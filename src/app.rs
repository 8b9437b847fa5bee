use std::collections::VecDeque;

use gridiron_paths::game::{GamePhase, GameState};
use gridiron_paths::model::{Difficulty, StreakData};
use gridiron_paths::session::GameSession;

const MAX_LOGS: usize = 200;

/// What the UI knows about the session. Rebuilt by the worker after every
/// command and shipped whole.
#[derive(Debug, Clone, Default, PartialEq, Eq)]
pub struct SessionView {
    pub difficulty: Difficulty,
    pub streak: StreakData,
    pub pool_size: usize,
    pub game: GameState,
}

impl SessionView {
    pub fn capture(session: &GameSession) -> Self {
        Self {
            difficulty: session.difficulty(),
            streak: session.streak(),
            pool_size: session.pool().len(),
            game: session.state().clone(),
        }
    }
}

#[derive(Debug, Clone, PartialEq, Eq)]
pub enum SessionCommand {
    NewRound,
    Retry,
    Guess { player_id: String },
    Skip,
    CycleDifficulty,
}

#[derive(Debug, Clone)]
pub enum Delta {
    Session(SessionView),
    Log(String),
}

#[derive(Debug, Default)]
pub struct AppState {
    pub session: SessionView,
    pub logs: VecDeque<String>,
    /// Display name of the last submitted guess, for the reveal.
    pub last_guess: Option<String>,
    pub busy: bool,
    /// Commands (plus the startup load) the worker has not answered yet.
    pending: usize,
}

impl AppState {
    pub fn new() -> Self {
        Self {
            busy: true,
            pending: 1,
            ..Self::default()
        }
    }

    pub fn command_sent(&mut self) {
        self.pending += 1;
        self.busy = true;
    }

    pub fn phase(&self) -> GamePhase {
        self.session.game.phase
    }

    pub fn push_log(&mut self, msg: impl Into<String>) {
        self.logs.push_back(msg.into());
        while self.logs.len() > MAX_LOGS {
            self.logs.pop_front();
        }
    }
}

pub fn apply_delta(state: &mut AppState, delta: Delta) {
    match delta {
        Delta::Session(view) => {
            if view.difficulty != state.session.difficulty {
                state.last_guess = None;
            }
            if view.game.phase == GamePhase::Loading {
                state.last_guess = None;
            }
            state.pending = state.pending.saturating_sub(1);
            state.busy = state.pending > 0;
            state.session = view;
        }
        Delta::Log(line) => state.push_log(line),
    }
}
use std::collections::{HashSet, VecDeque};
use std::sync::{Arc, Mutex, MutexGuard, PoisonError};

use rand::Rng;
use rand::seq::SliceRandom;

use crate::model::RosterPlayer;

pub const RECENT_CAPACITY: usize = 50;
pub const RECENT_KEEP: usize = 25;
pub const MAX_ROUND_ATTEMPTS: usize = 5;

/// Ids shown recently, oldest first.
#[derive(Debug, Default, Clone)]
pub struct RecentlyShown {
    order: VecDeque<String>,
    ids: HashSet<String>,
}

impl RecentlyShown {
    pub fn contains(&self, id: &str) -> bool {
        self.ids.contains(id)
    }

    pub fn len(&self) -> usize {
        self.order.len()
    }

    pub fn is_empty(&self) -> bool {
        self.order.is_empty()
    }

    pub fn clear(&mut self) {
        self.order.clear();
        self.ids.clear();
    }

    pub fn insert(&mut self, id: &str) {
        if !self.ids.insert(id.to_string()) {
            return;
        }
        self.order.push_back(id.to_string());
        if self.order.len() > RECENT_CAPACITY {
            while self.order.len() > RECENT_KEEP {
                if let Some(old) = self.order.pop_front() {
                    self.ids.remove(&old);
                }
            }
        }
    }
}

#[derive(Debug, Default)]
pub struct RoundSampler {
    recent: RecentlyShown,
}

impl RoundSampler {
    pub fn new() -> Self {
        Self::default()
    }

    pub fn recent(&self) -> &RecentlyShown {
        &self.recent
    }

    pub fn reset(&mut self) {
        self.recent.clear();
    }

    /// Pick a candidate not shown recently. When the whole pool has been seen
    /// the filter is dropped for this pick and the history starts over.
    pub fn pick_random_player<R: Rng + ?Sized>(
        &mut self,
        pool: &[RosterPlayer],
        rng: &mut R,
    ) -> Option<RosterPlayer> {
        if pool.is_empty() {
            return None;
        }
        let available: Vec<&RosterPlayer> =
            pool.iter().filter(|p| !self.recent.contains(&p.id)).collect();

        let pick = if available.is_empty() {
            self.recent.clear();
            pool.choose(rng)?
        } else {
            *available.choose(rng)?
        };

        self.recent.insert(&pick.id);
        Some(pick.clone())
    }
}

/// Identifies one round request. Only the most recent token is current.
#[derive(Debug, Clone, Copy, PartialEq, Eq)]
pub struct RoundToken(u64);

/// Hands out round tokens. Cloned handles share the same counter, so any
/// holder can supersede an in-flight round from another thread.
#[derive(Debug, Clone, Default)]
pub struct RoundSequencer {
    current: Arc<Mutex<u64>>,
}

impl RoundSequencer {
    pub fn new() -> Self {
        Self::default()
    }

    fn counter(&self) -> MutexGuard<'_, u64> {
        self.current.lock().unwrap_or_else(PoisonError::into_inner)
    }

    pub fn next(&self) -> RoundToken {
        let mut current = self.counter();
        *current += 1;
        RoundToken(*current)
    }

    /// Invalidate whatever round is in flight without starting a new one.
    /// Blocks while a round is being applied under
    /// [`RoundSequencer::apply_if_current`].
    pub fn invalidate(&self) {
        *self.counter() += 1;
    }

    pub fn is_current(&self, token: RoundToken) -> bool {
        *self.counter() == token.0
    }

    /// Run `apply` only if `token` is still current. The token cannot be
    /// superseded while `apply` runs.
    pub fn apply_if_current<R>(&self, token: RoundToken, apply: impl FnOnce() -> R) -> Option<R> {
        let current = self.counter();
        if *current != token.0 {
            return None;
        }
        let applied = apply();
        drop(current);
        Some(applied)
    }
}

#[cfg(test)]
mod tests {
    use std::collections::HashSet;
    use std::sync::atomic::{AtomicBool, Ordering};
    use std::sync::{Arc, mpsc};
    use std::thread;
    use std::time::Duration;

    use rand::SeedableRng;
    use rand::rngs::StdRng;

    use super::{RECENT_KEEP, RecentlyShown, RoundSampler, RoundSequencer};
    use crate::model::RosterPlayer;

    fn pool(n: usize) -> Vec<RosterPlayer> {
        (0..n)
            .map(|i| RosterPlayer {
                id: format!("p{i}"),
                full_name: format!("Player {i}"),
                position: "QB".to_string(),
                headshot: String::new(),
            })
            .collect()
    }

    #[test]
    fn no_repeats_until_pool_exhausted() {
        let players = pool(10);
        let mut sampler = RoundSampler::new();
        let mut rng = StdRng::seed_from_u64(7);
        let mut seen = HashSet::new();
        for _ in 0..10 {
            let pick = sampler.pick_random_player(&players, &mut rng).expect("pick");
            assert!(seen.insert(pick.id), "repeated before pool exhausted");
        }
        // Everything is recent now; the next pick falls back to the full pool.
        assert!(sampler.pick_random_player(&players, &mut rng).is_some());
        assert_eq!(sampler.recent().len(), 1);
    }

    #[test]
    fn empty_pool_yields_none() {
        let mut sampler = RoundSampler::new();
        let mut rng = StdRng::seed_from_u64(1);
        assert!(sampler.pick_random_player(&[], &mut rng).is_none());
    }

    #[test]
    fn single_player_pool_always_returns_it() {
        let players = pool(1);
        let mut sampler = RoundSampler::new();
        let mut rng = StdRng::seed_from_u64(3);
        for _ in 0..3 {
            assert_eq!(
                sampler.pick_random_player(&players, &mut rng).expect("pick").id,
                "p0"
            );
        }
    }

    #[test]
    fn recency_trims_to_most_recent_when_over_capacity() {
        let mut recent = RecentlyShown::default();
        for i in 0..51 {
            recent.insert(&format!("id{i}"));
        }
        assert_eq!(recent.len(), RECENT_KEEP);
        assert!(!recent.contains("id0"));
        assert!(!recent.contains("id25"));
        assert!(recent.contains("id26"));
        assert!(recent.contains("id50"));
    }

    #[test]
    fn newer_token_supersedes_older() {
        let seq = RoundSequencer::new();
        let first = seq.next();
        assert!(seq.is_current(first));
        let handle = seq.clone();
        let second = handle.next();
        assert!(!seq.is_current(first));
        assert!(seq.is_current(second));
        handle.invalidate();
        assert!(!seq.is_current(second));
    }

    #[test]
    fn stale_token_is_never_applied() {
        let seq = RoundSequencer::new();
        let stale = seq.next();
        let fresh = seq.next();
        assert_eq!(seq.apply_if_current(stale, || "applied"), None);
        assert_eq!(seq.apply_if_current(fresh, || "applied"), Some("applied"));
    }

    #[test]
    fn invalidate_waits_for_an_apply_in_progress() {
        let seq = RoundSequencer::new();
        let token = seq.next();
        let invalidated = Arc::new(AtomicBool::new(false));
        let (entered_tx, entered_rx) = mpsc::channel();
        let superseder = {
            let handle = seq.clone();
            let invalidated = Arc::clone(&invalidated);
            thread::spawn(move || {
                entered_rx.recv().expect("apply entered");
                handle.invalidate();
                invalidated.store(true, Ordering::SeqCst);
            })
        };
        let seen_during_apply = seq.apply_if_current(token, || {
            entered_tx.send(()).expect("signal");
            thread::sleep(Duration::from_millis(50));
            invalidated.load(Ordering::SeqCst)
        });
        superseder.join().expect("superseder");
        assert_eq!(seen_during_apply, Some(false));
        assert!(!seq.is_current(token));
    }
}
::::::::::
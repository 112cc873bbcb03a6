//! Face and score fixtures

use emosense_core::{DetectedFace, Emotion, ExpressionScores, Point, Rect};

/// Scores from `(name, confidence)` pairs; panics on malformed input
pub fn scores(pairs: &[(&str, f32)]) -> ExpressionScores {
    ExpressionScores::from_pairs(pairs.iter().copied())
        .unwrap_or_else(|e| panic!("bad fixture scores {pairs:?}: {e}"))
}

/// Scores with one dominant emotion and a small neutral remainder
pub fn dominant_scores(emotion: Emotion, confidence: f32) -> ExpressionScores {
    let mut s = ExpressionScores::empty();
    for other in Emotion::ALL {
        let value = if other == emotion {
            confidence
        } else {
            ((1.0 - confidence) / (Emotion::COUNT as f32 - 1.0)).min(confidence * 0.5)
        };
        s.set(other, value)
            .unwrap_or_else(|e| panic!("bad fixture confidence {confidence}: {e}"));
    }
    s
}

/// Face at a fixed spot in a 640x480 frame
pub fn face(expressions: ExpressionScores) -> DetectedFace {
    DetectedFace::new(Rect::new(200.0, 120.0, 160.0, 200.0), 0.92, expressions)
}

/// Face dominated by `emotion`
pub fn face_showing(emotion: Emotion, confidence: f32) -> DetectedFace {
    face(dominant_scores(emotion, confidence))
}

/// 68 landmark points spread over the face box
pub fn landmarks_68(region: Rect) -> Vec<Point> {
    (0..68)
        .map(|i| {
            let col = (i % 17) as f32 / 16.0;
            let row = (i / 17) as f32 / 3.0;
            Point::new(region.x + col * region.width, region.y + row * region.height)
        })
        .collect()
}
::::::::::
▸ **Required action**
Among the lines of the data above, find those with the word "VecDeque" and show them.

▸ **Solution to the exercise**
use std::collections::VecDeque;
    pub logs: VecDeque<String>,
use std::collections::{HashSet, VecDeque};
    order: VecDeque<String>,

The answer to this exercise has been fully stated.